Registration is now open for the 27th annual Komen Columbus Race for the Cure.
This year, the woman representing the organization as honorary race chair is 32 years old and dealing with Stage 4 metastatic breast cancer.
Tori Geib is hoping to bring attention to the problem of younger people being diagnosed with breast cancer and the need for more funding and research.
“Mine was totally found on a fluke,” Geib said. “I was too young to do mammograms. And I thought I was laying on my cellphone and reached over and found a lump.”
Geib found the lump the week of her 30th birthday.
“I had back pain for about a year, so once we checked the lump and found that it was cancer, they looked at my back with a CAT scan and found some lesions,” Geib said.
Geib was diagnosed with Stage 4 metastatic breast cancer that had spread to her spine, liver and lungs.
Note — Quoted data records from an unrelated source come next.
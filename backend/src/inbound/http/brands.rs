//! Brand API handlers.
//!
//! Same contract as segments: token-guarded shared reference data with
//! cascade deletion of dependent vehicles.

use actix_web::{HttpResponse, delete, get, patch, post, put, web};
use serde::{Deserialize, Serialize};

use crate::domain::ports::BrandPersistenceError;
use crate::domain::{Brand, BrandDraft, Error};
use crate::inbound::http::ApiResult;
use crate::inbound::http::auth::AuthenticatedUser;
use crate::inbound::http::schemas::{BrandSchema, ErrorSchema};
use crate::inbound::http::state::HttpState;
use crate::inbound::http::validation::{map_catalog_validation_error, missing_field_error};

/// Write payload for creating, replacing, or patching a brand.
#[derive(Debug, Deserialize, Serialize, utoipa::ToSchema)]
pub struct BrandWrite {
    pub brand_name: Option<String>,
}

/// Map brand-store failures onto the domain error envelope.
fn map_persistence_error(error: BrandPersistenceError) -> Error {
    match error {
        BrandPersistenceError::Connection { message } => Error::service_unavailable(message),
        BrandPersistenceError::Query { message } => Error::internal(message),
    }
}

fn draft_from_write(write: BrandWrite) -> ApiResult<BrandDraft> {
    let name = write
        .brand_name
        .ok_or_else(|| missing_field_error("brand_name"))?;
    BrandDraft::new(name).map_err(map_catalog_validation_error)
}

fn brand_not_found() -> Error {
    Error::not_found("brand not found")
}

/// List all brands ordered by identifier.
#[utoipa::path(
    get,
    path = "/api/brands/",
    responses(
        (status = 200, description = "Brands", body = [BrandSchema]),
        (status = 401, description = "Missing or invalid token", body = ErrorSchema)
    ),
    tags = ["brands"],
    operation_id = "listBrands"
)]
#[get("/brands/")]
pub async fn list_brands(
    state: web::Data<HttpState>,
    _identity: AuthenticatedUser,
) -> ApiResult<web::Json<Vec<Brand>>> {
    let brands = state.brands.list().await.map_err(map_persistence_error)?;
    Ok(web::Json(brands))
}

/// Create a brand.
#[utoipa::path(
    post,
    path = "/api/brands/",
    request_body = BrandWrite,
    responses(
        (status = 201, description = "Brand created", body = BrandSchema),
        (status = 400, description = "Invalid payload", body = ErrorSchema),
        (status = 401, description = "Missing or invalid token", body = ErrorSchema)
    ),
    tags = ["brands"],
    operation_id = "createBrand"
)]
#[post("/brands/")]
pub async fn create_brand(
    state: web::Data<HttpState>,
    _identity: AuthenticatedUser,
    payload: web::Json<BrandWrite>,
) -> ApiResult<HttpResponse> {
    let draft = draft_from_write(payload.into_inner())?;
    let brand = state
        .brands
        .insert(&draft)
        .await
        .map_err(map_persistence_error)?;
    Ok(HttpResponse::Created().json(brand))
}

/// Fetch one brand by identifier.
#[utoipa::path(
    get,
    path = "/api/brands/{id}/",
    params(("id" = i32, Path, description = "Brand identifier")),
    responses(
        (status = 200, description = "Brand", body = BrandSchema),
        (status = 401, description = "Missing or invalid token", body = ErrorSchema),
        (status = 404, description = "Unknown identifier", body = ErrorSchema)
    ),
    tags = ["brands"],
    operation_id = "getBrand"
)]
#[get("/brands/{id}/")]
pub async fn get_brand(
    state: web::Data<HttpState>,
    _identity: AuthenticatedUser,
    path: web::Path<i32>,
) -> ApiResult<web::Json<Brand>> {
    let id = path.into_inner();
    let brand = state
        .brands
        .find(id)
        .await
        .map_err(map_persistence_error)?
        .ok_or_else(brand_not_found)?;
    Ok(web::Json(brand))
}

/// Replace a brand.
#[utoipa::path(
    put,
    path = "/api/brands/{id}/",
    params(("id" = i32, Path, description = "Brand identifier")),
    request_body = BrandWrite,
    responses(
        (status = 200, description = "Brand replaced", body = BrandSchema),
        (status = 400, description = "Invalid payload", body = ErrorSchema),
        (status = 401, description = "Missing or invalid token", body = ErrorSchema),
        (status = 404, description = "Unknown identifier", body = ErrorSchema)
    ),
    tags = ["brands"],
    operation_id = "replaceBrand"
)]
#[put("/brands/{id}/")]
pub async fn replace_brand(
    state: web::Data<HttpState>,
    _identity: AuthenticatedUser,
    path: web::Path<i32>,
    payload: web::Json<BrandWrite>,
) -> ApiResult<web::Json<Brand>> {
    let id = path.into_inner();
    let draft = draft_from_write(payload.into_inner())?;
    let brand = state
        .brands
        .update(id, &draft)
        .await
        .map_err(map_persistence_error)?
        .ok_or_else(brand_not_found)?;
    Ok(web::Json(brand))
}

/// Partially update a brand; an empty payload returns the current row.
#[utoipa::path(
    patch,
    path = "/api/brands/{id}/",
    params(("id" = i32, Path, description = "Brand identifier")),
    request_body = BrandWrite,
    responses(
        (status = 200, description = "Brand updated", body = BrandSchema),
        (status = 400, description = "Invalid payload", body = ErrorSchema),
        (status = 401, description = "Missing or invalid token", body = ErrorSchema),
        (status = 404, description = "Unknown identifier", body = ErrorSchema)
    ),
    tags = ["brands"],
    operation_id = "patchBrand"
)]
#[patch("/brands/{id}/")]
pub async fn patch_brand(
    state: web::Data<HttpState>,
    _identity: AuthenticatedUser,
    path: web::Path<i32>,
    payload: web::Json<BrandWrite>,
) -> ApiResult<web::Json<Brand>> {
    let id = path.into_inner();
    let brand = match payload.into_inner().brand_name {
        Some(name) => {
            let draft = BrandDraft::new(name).map_err(map_catalog_validation_error)?;
            state
                .brands
                .update(id, &draft)
                .await
                .map_err(map_persistence_error)?
        }
        None => state.brands.find(id).await.map_err(map_persistence_error)?,
    }
    .ok_or_else(brand_not_found)?;
    Ok(web::Json(brand))
}

/// Delete a brand and every vehicle referencing it, atomically.
#[utoipa::path(
    delete,
    path = "/api/brands/{id}/",
    params(("id" = i32, Path, description = "Brand identifier")),
    responses(
        (status = 204, description = "Brand and dependent vehicles removed"),
        (status = 401, description = "Missing or invalid token", body = ErrorSchema),
        (status = 404, description = "Unknown identifier", body = ErrorSchema)
    ),
    tags = ["brands"],
    operation_id = "deleteBrand"
)]
#[delete("/brands/{id}/")]
pub async fn delete_brand(
    state: web::Data<HttpState>,
    _identity: AuthenticatedUser,
    path: web::Path<i32>,
) -> ApiResult<HttpResponse> {
    let id = path.into_inner();
    let deleted = state
        .brands
        .delete(id)
        .await
        .map_err(map_persistence_error)?;
    if !deleted {
        return Err(brand_not_found());
    }
    Ok(HttpResponse::NoContent().finish())
}

#[cfg(test)]
mod tests {
    //! Handler coverage against the in-memory port implementations.
    use actix_web::http::StatusCode;
    use actix_web::test as actix_test;
    use serde_json::{Value, json};

    use crate::inbound::http::test_utils::{
        create_brand, create_segment, create_vehicle, obtain_token_for, test_app,
    };

    #[actix_web::test]
    async fn create_fetch_round_trip() {
        let app = actix_test::init_service(test_app()).await;
        let token = obtain_token_for(&app, "dummy", "dummy_pw").await;
        let id = create_brand(&app, &token, "Tesla").await;

        let request = actix_test::TestRequest::get()
            .uri(&format!("/api/brands/{id}/"))
            .insert_header(("Authorization", format!("Token {token}")))
            .to_request();
        let response = actix_test::call_service(&app, request).await;
        assert_eq!(response.status(), StatusCode::OK);

        let body: Value = actix_test::read_body_json(response).await;
        assert_eq!(body.get("brand_name").and_then(Value::as_str), Some("Tesla"));
    }

    #[actix_web::test]
    async fn create_rejects_blank_name() {
        let app = actix_test::init_service(test_app()).await;
        let token = obtain_token_for(&app, "dummy", "dummy_pw").await;

        let request = actix_test::TestRequest::post()
            .uri("/api/brands/")
            .insert_header(("Authorization", format!("Token {token}")))
            .set_json(json!({ "brand_name": "" }))
            .to_request();
        let response = actix_test::call_service(&app, request).await;
        assert_eq!(response.status(), StatusCode::BAD_REQUEST);
    }

    #[actix_web::test]
    async fn patch_replaces_only_the_provided_name() {
        let app = actix_test::init_service(test_app()).await;
        let token = obtain_token_for(&app, "dummy", "dummy_pw").await;
        let id = create_brand(&app, &token, "Tesla").await;

        let request = actix_test::TestRequest::patch()
            .uri(&format!("/api/brands/{id}/"))
            .insert_header(("Authorization", format!("Token {token}")))
            .set_json(json!({ "brand_name": "Toyota" }))
            .to_request();
        let response = actix_test::call_service(&app, request).await;
        assert_eq!(response.status(), StatusCode::OK);

        let body: Value = actix_test::read_body_json(response).await;
        assert_eq!(body.get("brand_name").and_then(Value::as_str), Some("Toyota"));
        assert_eq!(body.get("id").and_then(Value::as_i64), Some(i64::from(id)));
    }

    #[actix_web::test]
    async fn delete_cascades_to_dependent_vehicles() {
        let app = actix_test::init_service(test_app()).await;
        let token = obtain_token_for(&app, "dummy", "dummy_pw").await;
        let segment = create_segment(&app, &token, "Sedan").await;
        let tesla = create_brand(&app, &token, "Tesla").await;
        let toyota = create_brand(&app, &token, "Toyota").await;
        let _ = create_vehicle(&app, &token, "MODEL S", segment, tesla).await;
        let survivor = create_vehicle(&app, &token, "COROLLA", segment, toyota).await;

        let request = actix_test::TestRequest::delete()
            .uri(&format!("/api/brands/{tesla}/"))
            .insert_header(("Authorization", format!("Token {token}")))
            .to_request();
        let response = actix_test::call_service(&app, request).await;
        assert_eq!(response.status(), StatusCode::NO_CONTENT);

        let request = actix_test::TestRequest::get()
            .uri("/api/vehicles/")
            .insert_header(("Authorization", format!("Token {token}")))
            .to_request();
        let response = actix_test::call_service(&app, request).await;
        let body: Value = actix_test::read_body_json(response).await;
        let rows = body.as_array().expect("vehicle list");
        assert_eq!(rows.len(), 1);
        assert_eq!(rows[0].get("id").and_then(Value::as_i64), Some(i64::from(survivor)));
    }
}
She’s 32 now and facing a terminal illness.
“I will be going through treatment the rest of my life,” Geib said. “Kind of the end of treatment for a metastatic patient is typically going into hospice.”
She noted that when she was first diagnosed she assumed her breast cancer was curable.
“I thought, you know, you did a year of treatment and then you were done,” Geib said. “You might have lost your hair or gone through some really horrible treatment, but you were done after a while.”
As the new honorary race chair for this year’s Komen Columbus Race for the Cure, Geib hopes to use her platform to draw attention to young people getting diagnosed with metastatic cancer and the need to research not only breast cancer itself but how it can morph and metastasize.
“We’re so excited” to have Geib as the race chair, said Katie Carter, the executive director of Komen Columbus. “She’s just a true champion of not only breast cancer but an advocate and really fighting for women everywhere that are dealing with breast cancer.”
For Geib, that includes a growing number of young women, like herself.
She noted that Ohio has a high rate of mortality when it comes to young women and metastatic breast cancer.
“That’s not something that any of us are willing to accept and we want to live long lives with this disease,” Geib said.
This year’s Komen Columbus Race for the Cure takes place on May 18.